However, an issuer cannot incorporate the required non-GAAP financial measure disclosure by reference into its MD&A if the document that contains the necessary disclosure being referenced is another MD&A filed by the issuer. An issuer cannot, for example, incorporate the required non-GAAP financial measure disclosure in its interim MD&A by reference to its annual MD&A. Full disclosure of the non-GAAP financial measures, including reconciliations, are required in both interim and annual MD&A.
While the Instrument generally allows an issuer to incorporate by reference the required disclosure in a news release, an issuer is still required to disclose certain items, such as the quantitative reconciliation of non-GAAP financial measures, directly in the news release if the news release is an earnings release.
Practical Tips for Applying NI 52-112
There are a number of practical ways that an issuer can ensure that they comply with NI 52-112:
- Keep the Investor in Mind
The Instrument is crafted to protect investors from misleading, though commonly accepted, financial information, concepts and terms. An issuer should consider how an investor is likely to read a non-GAAP financial measure and ensure investors can identify such measures and reconcile them with measures included in the issuer’s financial statements.
- Effectively Incorporate by Reference
Knowing how to successfully incorporate by reference can prevent duplicative disclosure. When incorporating required information by reference, an issuer must clearly identify where the required information is located within the referenced document. A reference to a MD&A, for example, should include the date of the MD&A, its reporting period and the specific section or page reference within the MD&A.
There are complex rules that dictate how to properly incorporate by reference in an issuer’s disclosure. Effectively and compliantly incorporating by reference can help keep costs down, may expose investors to other materials prepared by the issuer and can streamline an issuer’s disclosure. An issuer should consider consulting legal and accounting professionals when incorporating by reference.
- Recognize the Themes in NI 52-112
To comply with the Instrument, issuers may need to change reporting practices that have become commonplace. There are a number of themes in the Instrument that tease out several “rules-of-thumb” that an issuer can apply when preparing its disclosure documents and material:
- Identify – Clearly identify any non-GAAP financial measure as a non-GAAP financial measure in a location that is proximate in the disclosure document to the use of the non-GAAP financial measure.

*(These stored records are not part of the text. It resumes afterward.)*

impl Order {
    /// Usually called through an [`OrderFactory`], which also issues the id.
    pub fn new(
        id: impl Into<String>,
        customer_id: Option<String>,
        kind: OrderKind,
        tax_rate: Rate,
        now: NaiveDateTime,
    ) -> Self {
        Order {
            id: id.into(),
            customer_id,
            kind,
            status: OrderStatus::Pending,
            lines: Vec::new(),
            discount: Money::zero(),
            discount_reasons: Vec::new(),
            tip: Money::zero(),
            tax_rate,
            special_instructions: String::new(),
            assigned_staff: Vec::new(),
            created_at: now,
            updated_at: now,
        }
    }

    // =========================================================================
    // Accessors
    // =========================================================================

    pub fn id(&self) -> &str {
        &self.id
    }

    pub fn customer_id(&self) -> Option<&str> {
        self.customer_id.as_deref()
    }

    pub fn kind(&self) -> &OrderKind {
        &self.kind
    }

    pub fn order_type(&self) -> OrderType {
        self.kind.order_type()
    }

    pub fn status(&self) -> OrderStatus {
        self.status
    }

    pub fn lines(&self) -> &[OrderLine] {
        &self.lines
    }

    pub fn discount(&self) -> Money {
        self.discount
    }

    pub fn discount_reasons(&self) -> &[String] {
        &self.discount_reasons
    }

    pub fn tip(&self) -> Money {
        self.tip
    }

    pub fn tax_rate(&self) -> Rate {
        self.tax_rate
    }

    pub fn created_at(&self) -> NaiveDateTime {
        self.created_at
    }

    pub fn updated_at(&self) -> NaiveDateTime {
        self.updated_at
    }

    pub fn special_instructions(&self) -> &str {
        &self.special_instructions
    }

    pub fn set_special_instructions(&mut self, text: impl Into<String>) {
        self.special_instructions = text.into();
    }

    pub fn assigned_staff(&self) -> &[String] {
        &self.assigned_staff
    }

    /// Adds an employee to the order once.
    pub fn assign_staff(&mut self, employee_id: impl Into<String>) {
        let employee_id = employee_id.into();
        if !self.assigned_staff.contains(&employee_id) {
            self.assigned_staff.push(employee_id);
        }
    }

    /// Total number of units across all lines.
    pub fn items_count(&self) -> i64 {
        self.lines.iter().map(|l| l.quantity).sum()
    }

    pub fn is_empty(&self) -> bool {
        self.lines.is_empty()
    }

    // =========================================================================
    // Line Editing
    // =========================================================================

    fn ensure_editable(&self) -> CoreResult<()> {
        if self.status.is_editable() {
            Ok(())
        } else {
            Err(CoreError::OrderLocked {
                order_id: self.id.clone(),
                status: self.status.to_string(),
            })
        }
    }

    /// Adds a line, merging into an identical existing line.
    ///
    /// ## Errors
    /// - `Validation` for a bad name, quantity or price
    /// - `OrderTooLarge` when the line limit is reached
    /// - `OrderLocked` once the kitchen has started
    pub fn add_item(
        &mut self,
        name: &str,
        quantity: i64,
        unit_price: Money,
        customizations: Vec<String>,
    ) -> CoreResult<()> {
        self.ensure_editable()?;
        validate_item_name(name)?;
        validate_quantity(quantity)?;
        validate_price_cents(unit_price.cents())?;

        let name = name.trim();
        if let Some(line) = self
            .lines
            .iter_mut()
            .find(|l| l.name == name && l.unit_price == unit_price && l.customizations == customizations)
        {
            let merged = line.quantity + quantity;
            if merged > MAX_ITEM_QUANTITY {
                return Err(ValidationError::OutOfRange {
                    field: "quantity".to_string(),
                    min: 1,
                    max: MAX_ITEM_QUANTITY,
                }
                .into());
            }
            line.quantity = merged;
        } else {
            validate_order_size(self.lines.len()).map_err(|_| CoreError::OrderTooLarge {
                max: MAX_ORDER_LINES,
            })?;
            self.lines.push(OrderLine {
                name: name.to_string(),
                quantity,
                unit_price,
                customizations,
            });
        }

        debug!(order_id = %self.id, item = name, quantity, price = %unit_price, "Item added");
        Ok(())
    }

    /// Adds a priced [`LineItem`], e.g. one produced by the menu.
    pub fn add_line_item(&mut self, item: &LineItem) -> CoreResult<()> {
        self.add_item(&item.name, item.quantity, item.unit_price, Vec::new())
    }

    /// Removes `quantity` units of the first line named `name`; the line
    /// disappears when nothing is left.
    pub fn remove_item(&mut self, name: &str, quantity: i64) -> CoreResult<()> {
        self.ensure_editable()?;
        validate_quantity(quantity)?;

        let idx = self.line_index(name)?;
        if self.lines[idx].quantity <= quantity {
            self.lines.remove(idx);
        } else {
            self.lines[idx].quantity -= quantity;
        }
        debug!(order_id = %self.id, item = name, quantity, "Item removed");
        Ok(())
    }

    /// Replaces the customizations of the first line named `name`.
    pub fn customize_item(&mut self, name: &str, customizations: Vec<String>) -> CoreResult<()> {
        self.ensure_editable()?;
        let idx = self.line_index(name)?;
        self.lines[idx].customizations = customizations;
        Ok(())
    }

    fn line_index(&self, name: &str) -> CoreResult<usize> {
        self.lines
            .iter()
            .position(|l| l.name == name)
            .ok_or_else(|| CoreError::ItemNotInOrder {
                order_id: self.id.clone(),
                item: name.to_string(),
            })
    }

    // =========================================================================
    // Discount & Tip
    // =========================================================================

    /// Applies a resolver outcome. Returns the amount added to the order's
    /// discount (zero when the outcome did not apply).
    pub fn apply_discount(&mut self, outcome: &DiscountOutcome) -> CoreResult<Money> {
        if !outcome.applicable || outcome.discount_amount.is_zero() {
            return Ok(Money::zero());
        }
        let reason = format!("{}: {}", outcome.rule_name, outcome.reason);
        self.apply_discount_amount(outcome.discount_amount, reason)?;
        Ok(outcome.discount_amount)
    }

    /// Adds a manual discount. Discounts accumulate.
    pub fn apply_discount_amount(&mut self, amount: Money, reason: impl Into<String>) -> CoreResult<()> {
        if amount.is_negative() {
            return Err(ValidationError::MustBePositive {
                field: "discount".to_string(),
            }
            .into());
        }
        let reason = reason.into();
        self.discount += amount;
        info!(order_id = %self.id, amount = %amount, reason = %reason, "Discount applied");
        self.discount_reasons.push(reason);
        Ok(())
    }

    /// Sets the tip, replacing any earlier tip.
    pub fn add_tip(&mut self, amount: Money) -> CoreResult<()> {
        if amount.is_negative() {
            return Err(ValidationError::MustBePositive {
                field: "tip".to_string(),
            }
            .into());
        }
        self.tip = amount;
        Ok(())
    }

    // =========================================================================
    // Totals
    // =========================================================================

    pub fn subtotal(&self) -> Money {
        self.lines.iter().map(OrderLine::line_total).sum()
    }

    pub fn service_fee(&self) -> Money {
        self.kind.service_fee()
    }

    /// Subtotal plus service fee minus discount, never below zero.
    pub fn discounted_subtotal(&self) -> Money {
        (self.subtotal() + self.service_fee()).sub_floor_zero(self.discount)
    }

    pub fn tax(&self) -> Money {
        self.discounted_subtotal().calculate_tax(self.tax_rate)
    }

    pub fn total(&self) -> Money {
        self.discounted_subtotal() + self.tax() + self.tip
    }

    /// Lines in the shape the discount resolver consumes.
    pub fn line_items(&self) -> Vec<LineItem> {
        self.lines
            .iter()
            .map(|l| LineItem::new(l.name.clone(), l.quantity, l.unit_price))
            .collect()
    }

    /// `max(3, 2 × units) × (1 + 0.1 × lines)`, truncated and capped at 30.
    pub fn estimated_prep_minutes(&self) -> u32 {
        let units = self.items_count().max(0) as u64;
        let base = (units * 2).max(3);
        let scaled = base * (10 + self.lines.len() as u64) / 10;
        scaled.min(MAX_PREP_MINUTES as u64) as u32
    }

    pub fn complexity(&self) -> OrderComplexity {
        OrderComplexity::from_units(self.items_count())
    }

    // =========================================================================
    // Validation & Status
    // =========================================================================

    /// Checks the rules of the order's channel.
    pub fn validate(&self) -> CoreResult<()> {
        let invalid = |reason: &str| CoreError::InvalidOrder {
            order_id: self.id.clone(),
            reason: reason.to_string(),
        };

        if self.lines.is_empty() {
            return Err(invalid("Order cannot be empty"));
        }

        match &self.kind {
            OrderKind::DineIn { table, party_size } => {
                if *table == 0 {
                    return Err(invalid("Invalid table number"));
                }
                if *party_size == 0 {
                    return Err(invalid("Invalid party size"));
                }
            }
            OrderKind::Takeout { .. } => {}
            OrderKind::DriveThru { .. } => {
                if self.items_count() > DRIVE_THRU_MAX_ITEMS {
                    return Err(invalid("Drive-thru orders are limited to 15 items"));
                }
            }
            OrderKind::Delivery {
                address,
                distance_m,
                ..
            } => {
                if address.trim().is_empty() {
                    return Err(invalid("Delivery address is required"));
                }
                if *distance_m > DELIVERY_MAX_DISTANCE_M {
                    return Err(invalid("Delivery distance exceeds 20km limit"));
                }
                if self.subtotal() < DELIVERY_MIN_SUBTOTAL {
                    return Err(invalid("Minimum $15.00 order for delivery"));
                }
            }
        }
        Ok(())
    }

    /// Moves the order along the status machine.
    pub fn transition(&mut self, next: OrderStatus, at: NaiveDateTime) -> CoreResult<()> {
        if !self.status.can_transition_to(next) {
            return Err(CoreError::InvalidStatusTransition {
                order_id: self.id.clone(),
                from: self.status.to_string(),
                to: next.to_string(),
            });
        }
        info!(order_id = %self.id, from = %self.status, to = %next, "Order status changed");
        self.status = next;
        self.updated_at = at;
        Ok(())
    }

    pub fn summary(&self) -> OrderSummary {
        OrderSummary {
            order_id: self.id.clone(),
            customer_id: self.customer_id.clone(),
            order_type: self.order_type(),
            status: self.status,
            items_count: self.items_count(),
            subtotal: self.subtotal(),
            service_fee: self.service_fee(),
            discount: self.discount,
            tax: self.tax(),
            tip: self.tip,
            total: self.total(),
            estimated_minutes: self.estimated_prep_minutes(),
        }
    }
}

- Label Appropriately – Label the non-GAAP financial measures, non-GAAP ratios and supplementary financial measures to differentiate those terms from items in the issuer’s financial statements. Labels that are easily confused with those used under the financial reporting framework should be avoided. For example, a measure labelled “cash flows from operations” and calculated as cash flows from operating activities before changes in non-cash working capital items is confusingly similar to the term “cash flows from operating activities” specified in IAS 7 Statement of Cash Flows. Labels should not be overly optimistic by purporting something in a title but then exclude items of a similar nature (e.g., a label such as “results from operating activities” excluding inventory write-downs, restructuring costs, impairment of assets used for operations and stock-based compensation).
- Disclose the Comparable Financial Measure – Disclose the most comparable financial measure to the non-GAAP financial measure available in the financial statements. The presentation of a non-GAAP financial measure against its most directly comparable financial measure should not confuse or obscure the presentation of the comparable financial measure. An issuer must also include a quantitative reconciliation between the non-GAAP financial measure and the most directly comparable financial measure in a “permitted format” such as a table. An issuer may begin with the non-GAAP financial measure or the most directly comparable financial measure, provided the reconciliation is presented in an understandable and consistent manner. The Instrument does not define “most directly comparable financial measure,” and therefore, the issuer needs to apply judgment in determining the appropriate comparison.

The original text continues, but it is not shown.